Goldsmith's jewelry store prospered, and he expanded his business interests, opening three stores in Northern California and Southern Oregon. He moved to Portland in 1861, where he opened a mercantile store together with some of his seven brothers. He also began to engage in speculative investments, playing the currency market, speculating on wheat and cattle, and investing in Idaho mines.

In 1864, Goldsmith became one of the original directors of the Library Association of Portland, founded in that year. Goldsmith was also a backer of the Willamette River Navigation Company, as well as the Willamette Falls Locks and Canal Company, which was responsible for building the Willamette Falls Locks. He was one of twelve founding members of the elite Portland Stock and Exchange Board in 1865.

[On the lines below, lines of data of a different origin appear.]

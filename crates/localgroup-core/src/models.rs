pub mod galaxy;
pub mod metadata;

pub use galaxy::{
    distance_uncertainty, galaxy_id, EquatorialCoordinates, GalaxyRecord, Position3d,
    DISTANCE_UNCERTAINTY_FRACTION,
};
pub use metadata::{Metadata, SourceEntry};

These commercial ventures proved successful. By the time he was elected mayor in 1869, Goldsmith was the eighth-richest resident of Portland and was regarded as the "most prosperous Jew in Oregon."

===Political career===

Goldsmith was a Democrat before the Civil War, then shifted to the Republican party in opposition to slavery and in support of Abraham Lincoln, following the national pattern. He ran for mayor on the Union (Republican) ticket, then switched back to the Democratic party in 1875.

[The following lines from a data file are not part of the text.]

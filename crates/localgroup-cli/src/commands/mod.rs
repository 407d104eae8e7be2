//! Command implementations

mod build;
mod config;
mod distance;
mod list;
mod route;
mod search;
mod show;
mod stats;

use crate::cli::{BuildArgs, Cli, Commands};
use crate::output::OutputWriter;
use anyhow::{Context, Result};
use localgroup_catalog::Catalog;

/// Execute a CLI command
pub fn execute(cli: Cli) -> Result<()> {
    let output = OutputWriter::new(cli.json);
    let config_path = cli.config.as_deref();

    match cli.command.unwrap_or_else(|| Commands::Build(BuildArgs::default())) {
        Commands::Build(args) => build::execute(args, &output, cli.dry_run, config_path),
        Commands::List(args) => list::execute(args, &output),
        Commands::Show(args) => show::execute(args, &output),
        Commands::Search(args) => search::execute(args, &output),
        Commands::Stats => stats::execute(&output),
        Commands::Distance(args) => distance::execute(args, &output),
        Commands::Route(args) => route::execute(args, &output),
        Commands::Config => config::execute(&output, config_path),
    }
}

/// Assemble the built-in catalog
fn load_catalog() -> Result<Catalog> {
    Catalog::local_group().context("Failed to assemble the galaxy catalog")
}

Goldsmith was Portland's first Jewish mayor and was among the first Jewish mayors in the United States. He was part of a group of successful early Jews in Portland who exhibited a strong sense of public responsibility and appetite for public life, along with another of Portland's early mayors, Philip Wasserman.

Goldsmith's accomplishments include adding downtown park blocks and public squares to the city's domain, and in 1871, purchasing 40 wooded acres in the hills above downtown Portland, which would become the nucleus of what is now Washington Park. The $32,000 price drew considerable criticism. Goldsmith was the driving force behind the building of locks to navigate around the Willamette River falls across from Oregon City, which allowed boats to travel from the Pacific Ocean to Eugene, Oregon, cutting the cost of shipping Willamette Valley goods to Portland by half. Goldsmith and his associates obtained a $200,000 legislative grant from the state of Oregon for the project; when cost estimates more than doubled, Goldsmith paid an additional $200,000 out of his pocket.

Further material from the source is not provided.